_WHAT IS NEEDED_: Sort through the data and copy the lines holding the word "posting".

_MATERIAL FOR THIS TASK_:
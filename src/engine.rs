//! Runtime host.
//!
//! The host consumes the engine parameters once at startup and is shut down
//! by the exit controller before the process reports its exit code.

use crate::cli::parameters::EngineParameters;
use crate::error::{Result, ToolError};
use crate::telemetry;

/// Runtime host driven by the orchestrator.
pub trait Engine {
    /// Consume the configuration map. Called once, after setup succeeds.
    fn initialize(&mut self, parameters: &EngineParameters) -> Result<()>;

    /// Request shutdown. Safe to call more than once.
    fn exit(&mut self);

    fn is_exiting(&self) -> bool;
}

/// Host for command-line use: no window, logging to stderr.
#[derive(Debug, Default)]
pub struct HeadlessEngine {
    parameters: Option<EngineParameters>,
    exiting: bool,
}

impl HeadlessEngine {
    pub fn new() -> Self {
        Self::default()
    }

    /// Parameters the host was initialized with, if any.
    pub fn parameters(&self) -> Option<&EngineParameters> {
        self.parameters.as_ref()
    }
}

impl Engine for HeadlessEngine {
    fn initialize(&mut self, parameters: &EngineParameters) -> Result<()> {
        if !parameters.headless() {
            return Err(ToolError::Startup(
                "atomic-cli requires a headless engine".to_string(),
            ));
        }

        telemetry::initialise(parameters.log_level(), parameters.log_format())
            .map_err(|e| ToolError::Startup(e.to_string()))?;

        tracing::debug!(
            parameters = %serde_json::to_string(parameters).unwrap_or_default(),
            "engine initialized"
        );
        self.parameters = Some(parameters.clone());
        Ok(())
    }

    fn exit(&mut self) {
        if !self.exiting {
            tracing::debug!("engine exit requested");
        }
        self.exiting = true;
    }

    fn is_exiting(&self) -> bool {
        self.exiting
    }
}
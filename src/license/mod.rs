//! License gating.
//!
//! Commands that declare a license-validation requirement only run after the
//! license subsystem reports success. Activation and deactivation are separate
//! entry points that replace normal command execution entirely.
//!
//! - [`gate`]: the state machine deciding what happens on each license event
//! - [`local`]: offline license subsystem backed by a record on disk

pub mod gate;
pub mod local;

use crate::environment::ToolEnvironment;
use crate::events::EventSender;

pub use gate::{GateStep, LicenseGate, LicenseState};
pub use local::LocalLicenseSystem;

/// Message for every validation failure (EULA, activation, error).
pub const ACTIVATION_REQUIRED_MESSAGE: &str = "Activation Required: Please run: atomic-cli activate";

/// Printed after a successful activation.
pub const ACTIVATION_SUCCESS_MESSAGE: &str = "Activation successful, thank you!";

/// Printed after a successful deactivation.
pub const DEACTIVATION_SUCCESS_MESSAGE: &str = "Deactivation successful";

/// Activation or deactivation requested by the selected command.
#[derive(Debug, Clone, PartialEq, Eq)]
pub enum LicenseRequest {
    Activate { key: String },
    Deactivate,
}

/// License subsystem.
///
/// Every operation completes by posting a license event; none of them report
/// results through return values.
pub trait LicenseSystem {
    /// Validate the stored license.
    ///
    /// Posts one of `LicenseSuccess`, `LicenseEulaRequired`,
    /// `LicenseActivationRequired` or `LicenseError`.
    fn initialize(&mut self, env: &ToolEnvironment, events: &EventSender);

    /// Record that the user accepted the license agreement.
    fn license_agreement_confirmed(&mut self);

    /// Activate with `key`. Posts `LicenseActivationSuccess` or
    /// `LicenseActivationError`.
    fn request_activation(&mut self, env: &ToolEnvironment, key: &str, events: &EventSender);

    /// Release this machine's activation. Posts `LicenseDeactivationSuccess`
    /// or `LicenseDeactivationError`.
    fn request_deactivation(&mut self, env: &ToolEnvironment, events: &EventSender);
}
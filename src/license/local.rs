//! Offline license subsystem.
//!
//! The activation is a JSON record in the license directory:
//!
//! ```json
//! {
//!   "key": "ABCD-1234-EFGH-5678",
//!   "eula_accepted": true,
//!   "activated_at": "2026-01-01T00:00:00Z",
//!   "machine": "build-host"
//! }
//! ```
//!
//! Every operation reports its result by posting a license event. Nothing is
//! returned to the caller.

use super::LicenseSystem;
use crate::environment::ToolEnvironment;
use crate::events::{EventSender, ToolEvent};
use crate::fs::atomic_write_file;
use chrono::{DateTime, Utc};
use regex::Regex;
use serde::{Deserialize, Serialize};
use std::fs;
use std::io;
use std::path::{Path, PathBuf};
use std::sync::LazyLock;

/// File name of the activation record inside the license directory.
pub const LICENSE_FILE_NAME: &str = "license.json";

/// Stored activation.
#[derive(Debug, Clone, PartialEq, Eq, Serialize, Deserialize)]
pub struct LicenseRecord {
    pub key: String,
    pub eula_accepted: bool,
    pub activated_at: DateTime<Utc>,
    /// Host the activation was made on.
    pub machine: String,
}

impl LicenseRecord {
    fn new(key: &str) -> Self {
        Self {
            key: key.to_string(),
            eula_accepted: true,
            activated_at: Utc::now(),
            machine: machine_name(),
        }
    }
}

/// Four groups of four upper-case alphanumerics.
static PRODUCT_KEY_REGEX: LazyLock<Regex> = LazyLock::new(|| {
    Regex::new(r"^[A-Z0-9]{4}(-[A-Z0-9]{4}){3}$").expect("Invalid product key regex")
});

pub fn is_valid_key(key: &str) -> bool {
    PRODUCT_KEY_REGEX.is_match(key)
}

fn machine_name() -> String {
    hostname::get()
        .map(|h| h.to_string_lossy().to_string())
        .unwrap_or_else(|_| "unknown".to_string())
}

/// License subsystem backed by [`LICENSE_FILE_NAME`] in the license dir.
#[derive(Debug, Default)]
pub struct LocalLicenseSystem {
    agreement_confirmed: bool,
}

impl LocalLicenseSystem {
    pub fn new() -> Self {
        Self::default()
    }

    pub fn record_path(env: &ToolEnvironment) -> PathBuf {
        env.license_dir().join(LICENSE_FILE_NAME)
    }

    fn read_record(path: &Path) -> Result<Option<LicenseRecord>, String> {
        let content = match fs::read_to_string(path) {
            Ok(content) => content,
            Err(e) if e.kind() == io::ErrorKind::NotFound => return Ok(None),
            Err(e) => return Err(format!("failed to read '{}': {}", path.display(), e)),
        };
        serde_json::from_str(&content)
            .map(Some)
            .map_err(|e| format!("failed to parse '{}': {}", path.display(), e))
    }

    fn validate(env: &ToolEnvironment) -> ToolEvent {
        let path = Self::record_path(env);
        let record = match Self::read_record(&path) {
            Ok(Some(record)) => record,
            Ok(None) => {
                tracing::debug!(path = %path.display(), "no license record");
                return ToolEvent::LicenseActivationRequired;
            }
            Err(message) => {
                tracing::warn!("{}", message);
                return ToolEvent::LicenseError;
            }
        };

        if !is_valid_key(&record.key) {
            tracing::warn!(path = %path.display(), "license record holds a malformed key");
            return ToolEvent::LicenseError;
        }
        if !record.eula_accepted {
            return ToolEvent::LicenseEulaRequired;
        }
        let machine = machine_name();
        if record.machine != machine {
            tracing::debug!(
                activated_on = %record.machine,
                machine = %machine,
                "license was activated on another machine"
            );
            return ToolEvent::LicenseActivationRequired;
        }

        ToolEvent::LicenseSuccess
    }

    fn activate(&self, env: &ToolEnvironment, key: &str) -> Result<PathBuf, String> {
        if !self.agreement_confirmed {
            return Err("The license agreement has not been accepted".to_string());
        }
        if !is_valid_key(key) {
            return Err(format!(
                "Invalid product key '{}', expected XXXX-XXXX-XXXX-XXXX",
                key
            ));
        }

        let dir = env.license_dir();
        fs::create_dir_all(dir).map_err(|e| {
            format!("failed to create license directory '{}': {}", dir.display(), e)
        })?;

        let path = Self::record_path(env);
        let json = serde_json::to_string_pretty(&LicenseRecord::new(key))
            .map_err(|e| format!("failed to serialize license record: {}", e))?;
        atomic_write_file(&path, &json).map_err(|e| e.to_string())?;
        Ok(path)
    }
}

impl LicenseSystem for LocalLicenseSystem {
    fn initialize(&mut self, env: &ToolEnvironment, events: &EventSender) {
        let event = Self::validate(env);
        tracing::debug!(event = event.name(), "license validated");
        events.post(event);
    }

    fn license_agreement_confirmed(&mut self) {
        self.agreement_confirmed = true;
    }

    fn request_activation(&mut self, env: &ToolEnvironment, key: &str, events: &EventSender) {
        match self.activate(env, key) {
            Ok(path) => {
                tracing::debug!(path = %path.display(), "license activated");
                events.post(ToolEvent::LicenseActivationSuccess);
            }
            Err(message) => {
                tracing::error!("{}", message);
                events.post(ToolEvent::LicenseActivationError { message });
            }
        }
    }

    fn request_deactivation(&mut self, env: &ToolEnvironment, events: &EventSender) {
        let path = Self::record_path(env);
        match fs::remove_file(&path) {
            Ok(()) => {
                tracing::debug!(path = %path.display(), "license deactivated");
                events.post(ToolEvent::LicenseDeactivationSuccess);
            }
            Err(e) if e.kind() == io::ErrorKind::NotFound => {
                events.post(ToolEvent::LicenseDeactivationError {
                    message: "This machine is not activated".to_string(),
                });
            }
            Err(e) => {
                let message = format!("failed to remove '{}': {}", path.display(), e);
                tracing::error!("{}", message);
                events.post(ToolEvent::LicenseDeactivationError { message });
            }
        }
    }
}
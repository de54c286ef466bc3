//! Commands that only print text: `version`, and help/usage output.

use super::{Command, CommandContext};
use crate::error::Result;

#[derive(Debug, Clone, Default)]
pub struct VersionCommand;

impl Command for VersionCommand {
    fn name(&self) -> &str {
        "version"
    }

    fn run(&mut self, ctx: &mut CommandContext<'_>) -> Result<()> {
        ctx.println(&format!("atomic-cli {}", env!("CARGO_PKG_VERSION")))?;
        ctx.finished();
        Ok(())
    }
}

/// Prints pre-rendered text, e.g. `--help` output from the grammar.
#[derive(Debug, Clone)]
pub struct PrintCommand {
    text: String,
}

impl PrintCommand {
    pub fn new(text: impl Into<String>) -> Self {
        Self { text: text.into() }
    }

    pub fn text(&self) -> &str {
        &self.text
    }
}

impl Command for PrintCommand {
    fn name(&self) -> &str {
        "help"
    }

    fn run(&mut self, ctx: &mut CommandContext<'_>) -> Result<()> {
        ctx.println(self.text.trim_end())?;
        ctx.finished();
        Ok(())
    }
}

_ANSWER SPACE_:
/// Every operation completes by posting a license event; none of them report
//! Every operation reports its result by posting a license event. Nothing is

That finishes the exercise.